Check every line of the data and copy the ones where "twice" appears.

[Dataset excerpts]
⁂
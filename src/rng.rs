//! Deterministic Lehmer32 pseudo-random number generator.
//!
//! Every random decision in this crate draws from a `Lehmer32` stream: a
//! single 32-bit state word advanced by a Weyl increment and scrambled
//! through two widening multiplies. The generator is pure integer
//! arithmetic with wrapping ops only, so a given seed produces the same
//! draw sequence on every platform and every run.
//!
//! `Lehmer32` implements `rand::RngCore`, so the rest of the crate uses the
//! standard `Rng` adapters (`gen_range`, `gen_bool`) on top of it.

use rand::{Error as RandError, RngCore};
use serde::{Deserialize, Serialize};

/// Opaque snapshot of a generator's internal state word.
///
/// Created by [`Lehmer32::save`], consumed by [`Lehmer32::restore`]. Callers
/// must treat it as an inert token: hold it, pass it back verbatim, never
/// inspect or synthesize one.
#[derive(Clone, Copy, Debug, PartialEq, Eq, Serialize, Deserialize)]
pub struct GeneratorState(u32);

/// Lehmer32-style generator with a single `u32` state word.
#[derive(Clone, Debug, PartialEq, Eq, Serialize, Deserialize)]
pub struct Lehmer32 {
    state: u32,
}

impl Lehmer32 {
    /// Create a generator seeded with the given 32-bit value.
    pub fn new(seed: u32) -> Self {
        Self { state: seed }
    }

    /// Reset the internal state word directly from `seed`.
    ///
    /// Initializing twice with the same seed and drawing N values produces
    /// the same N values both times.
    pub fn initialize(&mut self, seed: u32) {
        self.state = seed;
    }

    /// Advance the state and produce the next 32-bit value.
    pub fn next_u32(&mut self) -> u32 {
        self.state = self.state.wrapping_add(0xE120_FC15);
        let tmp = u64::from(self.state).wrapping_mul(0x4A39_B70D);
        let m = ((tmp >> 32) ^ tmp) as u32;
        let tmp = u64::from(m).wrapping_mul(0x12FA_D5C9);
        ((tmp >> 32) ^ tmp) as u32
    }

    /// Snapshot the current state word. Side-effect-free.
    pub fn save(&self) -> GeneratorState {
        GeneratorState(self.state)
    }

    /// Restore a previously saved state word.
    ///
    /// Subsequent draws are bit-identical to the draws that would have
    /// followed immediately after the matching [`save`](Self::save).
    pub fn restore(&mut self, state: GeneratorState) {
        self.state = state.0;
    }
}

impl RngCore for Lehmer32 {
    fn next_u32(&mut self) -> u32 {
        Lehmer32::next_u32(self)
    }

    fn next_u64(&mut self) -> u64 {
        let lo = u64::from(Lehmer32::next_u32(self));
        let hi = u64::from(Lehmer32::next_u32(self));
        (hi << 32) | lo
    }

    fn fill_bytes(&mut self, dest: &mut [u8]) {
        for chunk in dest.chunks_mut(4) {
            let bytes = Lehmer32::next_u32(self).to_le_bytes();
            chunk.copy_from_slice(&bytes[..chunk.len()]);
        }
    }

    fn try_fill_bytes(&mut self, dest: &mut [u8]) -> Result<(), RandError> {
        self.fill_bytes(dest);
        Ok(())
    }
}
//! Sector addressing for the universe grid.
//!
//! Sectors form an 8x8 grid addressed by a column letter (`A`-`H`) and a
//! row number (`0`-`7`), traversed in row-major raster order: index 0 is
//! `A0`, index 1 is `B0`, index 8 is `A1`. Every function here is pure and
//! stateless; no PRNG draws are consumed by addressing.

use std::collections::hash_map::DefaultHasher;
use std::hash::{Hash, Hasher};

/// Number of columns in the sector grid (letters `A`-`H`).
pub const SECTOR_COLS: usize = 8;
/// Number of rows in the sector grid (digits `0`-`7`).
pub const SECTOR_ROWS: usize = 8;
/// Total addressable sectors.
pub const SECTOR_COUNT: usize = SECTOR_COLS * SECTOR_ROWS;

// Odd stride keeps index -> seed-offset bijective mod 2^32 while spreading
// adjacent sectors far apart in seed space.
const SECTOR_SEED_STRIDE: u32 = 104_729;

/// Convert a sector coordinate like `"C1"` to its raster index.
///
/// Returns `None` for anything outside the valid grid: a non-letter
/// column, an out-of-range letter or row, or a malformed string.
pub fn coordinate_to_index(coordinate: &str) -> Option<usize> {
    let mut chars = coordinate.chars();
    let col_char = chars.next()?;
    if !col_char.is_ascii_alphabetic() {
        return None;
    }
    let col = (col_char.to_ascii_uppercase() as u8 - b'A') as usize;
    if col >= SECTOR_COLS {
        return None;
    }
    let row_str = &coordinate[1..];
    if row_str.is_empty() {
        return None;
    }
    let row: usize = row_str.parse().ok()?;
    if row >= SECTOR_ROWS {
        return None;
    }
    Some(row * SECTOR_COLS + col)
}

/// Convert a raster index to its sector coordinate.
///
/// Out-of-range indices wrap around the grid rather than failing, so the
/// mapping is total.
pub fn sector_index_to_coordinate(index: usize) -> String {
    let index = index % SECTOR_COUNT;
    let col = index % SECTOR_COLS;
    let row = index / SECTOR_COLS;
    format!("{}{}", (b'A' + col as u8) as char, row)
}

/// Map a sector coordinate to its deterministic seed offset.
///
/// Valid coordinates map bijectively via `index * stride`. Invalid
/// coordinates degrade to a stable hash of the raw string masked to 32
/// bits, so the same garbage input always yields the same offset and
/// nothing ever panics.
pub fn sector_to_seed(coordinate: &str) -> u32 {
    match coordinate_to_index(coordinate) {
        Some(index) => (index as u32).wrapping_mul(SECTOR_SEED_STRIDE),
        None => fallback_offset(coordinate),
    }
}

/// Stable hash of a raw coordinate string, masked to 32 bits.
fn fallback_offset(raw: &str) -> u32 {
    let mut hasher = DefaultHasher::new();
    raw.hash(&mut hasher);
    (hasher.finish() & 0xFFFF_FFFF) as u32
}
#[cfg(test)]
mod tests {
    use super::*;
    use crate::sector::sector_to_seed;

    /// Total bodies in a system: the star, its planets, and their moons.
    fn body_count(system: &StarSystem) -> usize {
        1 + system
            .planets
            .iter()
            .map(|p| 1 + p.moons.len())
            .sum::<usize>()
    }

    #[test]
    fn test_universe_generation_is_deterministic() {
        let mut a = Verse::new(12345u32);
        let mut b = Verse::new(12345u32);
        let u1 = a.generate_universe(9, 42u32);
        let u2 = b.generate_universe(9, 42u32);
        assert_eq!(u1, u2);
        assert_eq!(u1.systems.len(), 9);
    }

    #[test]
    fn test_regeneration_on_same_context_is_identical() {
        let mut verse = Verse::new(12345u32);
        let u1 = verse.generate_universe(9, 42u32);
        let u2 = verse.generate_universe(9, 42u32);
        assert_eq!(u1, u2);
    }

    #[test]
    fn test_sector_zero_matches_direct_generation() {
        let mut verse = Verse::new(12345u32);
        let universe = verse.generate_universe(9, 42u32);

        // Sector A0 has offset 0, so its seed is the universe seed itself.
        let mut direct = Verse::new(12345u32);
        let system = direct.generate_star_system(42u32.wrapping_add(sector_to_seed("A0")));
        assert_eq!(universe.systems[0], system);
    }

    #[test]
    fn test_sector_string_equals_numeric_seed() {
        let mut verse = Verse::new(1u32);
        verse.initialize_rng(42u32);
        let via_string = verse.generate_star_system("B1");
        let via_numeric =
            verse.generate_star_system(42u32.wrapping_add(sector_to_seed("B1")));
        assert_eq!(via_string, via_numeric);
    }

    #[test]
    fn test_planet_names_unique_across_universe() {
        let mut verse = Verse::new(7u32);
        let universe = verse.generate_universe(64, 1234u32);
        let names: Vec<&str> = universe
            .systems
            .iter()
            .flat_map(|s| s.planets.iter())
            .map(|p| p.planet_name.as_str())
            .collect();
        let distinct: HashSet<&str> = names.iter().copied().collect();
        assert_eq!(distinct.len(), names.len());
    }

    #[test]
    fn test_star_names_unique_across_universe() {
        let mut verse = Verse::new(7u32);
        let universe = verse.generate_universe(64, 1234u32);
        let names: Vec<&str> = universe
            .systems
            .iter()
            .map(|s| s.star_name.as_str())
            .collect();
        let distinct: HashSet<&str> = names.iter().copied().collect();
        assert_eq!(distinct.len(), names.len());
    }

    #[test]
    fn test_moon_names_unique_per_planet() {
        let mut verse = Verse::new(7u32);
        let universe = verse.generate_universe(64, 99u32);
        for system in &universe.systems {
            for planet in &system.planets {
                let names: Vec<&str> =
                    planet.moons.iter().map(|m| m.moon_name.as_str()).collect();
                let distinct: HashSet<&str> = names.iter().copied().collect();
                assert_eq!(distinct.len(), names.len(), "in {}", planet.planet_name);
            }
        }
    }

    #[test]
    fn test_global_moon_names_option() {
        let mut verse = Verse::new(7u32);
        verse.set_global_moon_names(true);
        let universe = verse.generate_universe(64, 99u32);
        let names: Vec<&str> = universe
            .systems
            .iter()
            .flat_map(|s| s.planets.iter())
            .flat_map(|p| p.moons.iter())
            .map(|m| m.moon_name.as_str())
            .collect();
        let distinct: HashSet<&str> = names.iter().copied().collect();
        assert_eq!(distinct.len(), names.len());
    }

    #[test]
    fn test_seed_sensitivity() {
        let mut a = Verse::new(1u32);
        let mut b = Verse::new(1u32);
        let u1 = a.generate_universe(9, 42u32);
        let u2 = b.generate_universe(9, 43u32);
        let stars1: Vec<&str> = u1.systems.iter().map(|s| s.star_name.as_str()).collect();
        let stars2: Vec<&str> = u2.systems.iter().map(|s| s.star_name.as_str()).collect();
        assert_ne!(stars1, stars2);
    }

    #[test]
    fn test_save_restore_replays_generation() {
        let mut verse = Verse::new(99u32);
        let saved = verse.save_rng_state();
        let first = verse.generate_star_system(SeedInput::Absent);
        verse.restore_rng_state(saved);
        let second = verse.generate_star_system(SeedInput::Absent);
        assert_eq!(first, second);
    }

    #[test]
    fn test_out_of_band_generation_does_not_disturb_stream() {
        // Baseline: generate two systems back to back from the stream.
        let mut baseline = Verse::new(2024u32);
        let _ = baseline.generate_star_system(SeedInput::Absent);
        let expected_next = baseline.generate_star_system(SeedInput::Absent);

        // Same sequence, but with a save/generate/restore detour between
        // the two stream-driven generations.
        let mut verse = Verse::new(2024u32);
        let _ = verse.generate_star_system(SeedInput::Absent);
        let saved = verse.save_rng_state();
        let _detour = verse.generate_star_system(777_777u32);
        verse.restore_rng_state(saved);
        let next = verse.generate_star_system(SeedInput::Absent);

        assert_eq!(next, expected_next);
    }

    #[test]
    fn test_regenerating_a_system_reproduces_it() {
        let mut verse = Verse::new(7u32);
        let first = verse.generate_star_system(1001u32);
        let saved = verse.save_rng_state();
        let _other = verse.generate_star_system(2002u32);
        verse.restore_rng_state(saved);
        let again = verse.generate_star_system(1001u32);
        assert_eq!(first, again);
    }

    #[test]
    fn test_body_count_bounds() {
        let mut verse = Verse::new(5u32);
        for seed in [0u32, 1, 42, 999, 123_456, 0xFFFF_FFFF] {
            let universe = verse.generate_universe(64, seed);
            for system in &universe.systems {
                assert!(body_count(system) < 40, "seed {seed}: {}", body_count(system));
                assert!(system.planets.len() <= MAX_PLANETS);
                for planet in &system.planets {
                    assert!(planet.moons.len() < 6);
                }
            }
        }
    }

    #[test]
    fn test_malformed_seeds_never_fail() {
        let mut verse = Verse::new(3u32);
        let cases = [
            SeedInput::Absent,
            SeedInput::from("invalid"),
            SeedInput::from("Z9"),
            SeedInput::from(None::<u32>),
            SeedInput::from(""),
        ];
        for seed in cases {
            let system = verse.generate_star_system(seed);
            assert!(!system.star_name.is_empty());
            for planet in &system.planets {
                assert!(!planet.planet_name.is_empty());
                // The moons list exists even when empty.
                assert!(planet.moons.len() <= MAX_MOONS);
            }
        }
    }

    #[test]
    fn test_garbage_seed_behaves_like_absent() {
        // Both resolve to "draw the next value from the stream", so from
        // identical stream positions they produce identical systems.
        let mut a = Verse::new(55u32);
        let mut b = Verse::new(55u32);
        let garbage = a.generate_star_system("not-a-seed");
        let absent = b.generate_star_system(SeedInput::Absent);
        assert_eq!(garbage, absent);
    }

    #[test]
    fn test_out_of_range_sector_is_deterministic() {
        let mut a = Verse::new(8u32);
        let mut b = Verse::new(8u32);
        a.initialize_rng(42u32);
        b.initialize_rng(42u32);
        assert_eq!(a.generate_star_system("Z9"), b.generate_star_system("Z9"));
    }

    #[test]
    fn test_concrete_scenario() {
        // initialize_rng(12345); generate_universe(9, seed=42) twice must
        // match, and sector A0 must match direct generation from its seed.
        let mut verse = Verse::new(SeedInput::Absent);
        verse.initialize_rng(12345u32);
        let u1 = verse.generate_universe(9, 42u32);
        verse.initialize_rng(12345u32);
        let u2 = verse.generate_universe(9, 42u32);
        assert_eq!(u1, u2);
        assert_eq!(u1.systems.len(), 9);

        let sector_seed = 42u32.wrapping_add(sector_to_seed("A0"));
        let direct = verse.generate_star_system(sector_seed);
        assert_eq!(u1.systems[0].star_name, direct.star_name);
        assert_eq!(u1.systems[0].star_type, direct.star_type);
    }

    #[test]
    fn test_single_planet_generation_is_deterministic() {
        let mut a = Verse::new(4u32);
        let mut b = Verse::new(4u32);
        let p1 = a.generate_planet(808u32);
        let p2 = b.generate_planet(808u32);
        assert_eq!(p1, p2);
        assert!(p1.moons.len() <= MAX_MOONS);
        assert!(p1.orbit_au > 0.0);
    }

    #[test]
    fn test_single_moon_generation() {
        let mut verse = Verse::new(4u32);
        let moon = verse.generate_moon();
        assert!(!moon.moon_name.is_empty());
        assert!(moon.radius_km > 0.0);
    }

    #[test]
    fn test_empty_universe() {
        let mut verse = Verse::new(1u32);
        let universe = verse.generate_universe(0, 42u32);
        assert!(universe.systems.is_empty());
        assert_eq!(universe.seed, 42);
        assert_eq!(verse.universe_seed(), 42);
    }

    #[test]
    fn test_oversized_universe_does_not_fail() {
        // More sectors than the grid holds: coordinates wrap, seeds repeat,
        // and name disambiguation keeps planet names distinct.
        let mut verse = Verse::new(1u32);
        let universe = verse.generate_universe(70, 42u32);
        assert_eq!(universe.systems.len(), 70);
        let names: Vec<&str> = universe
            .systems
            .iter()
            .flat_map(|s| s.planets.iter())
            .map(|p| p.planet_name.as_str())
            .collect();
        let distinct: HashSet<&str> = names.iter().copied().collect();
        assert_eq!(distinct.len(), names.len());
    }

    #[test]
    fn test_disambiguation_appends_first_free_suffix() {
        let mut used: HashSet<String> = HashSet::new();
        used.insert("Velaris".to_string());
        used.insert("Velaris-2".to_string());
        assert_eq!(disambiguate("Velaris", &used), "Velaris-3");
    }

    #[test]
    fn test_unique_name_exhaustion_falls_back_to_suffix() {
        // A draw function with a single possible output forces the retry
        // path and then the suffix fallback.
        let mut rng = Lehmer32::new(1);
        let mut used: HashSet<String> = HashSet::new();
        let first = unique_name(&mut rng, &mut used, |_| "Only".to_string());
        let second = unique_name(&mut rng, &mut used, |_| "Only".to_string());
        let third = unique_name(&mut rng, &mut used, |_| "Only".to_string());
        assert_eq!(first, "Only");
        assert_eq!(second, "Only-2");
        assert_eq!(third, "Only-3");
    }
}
⁂
Solved problem >>
    /// Initializing twice with the same seed and drawing N values produces
        // initialize_rng(12345); generate_universe(9, seed=42) twice must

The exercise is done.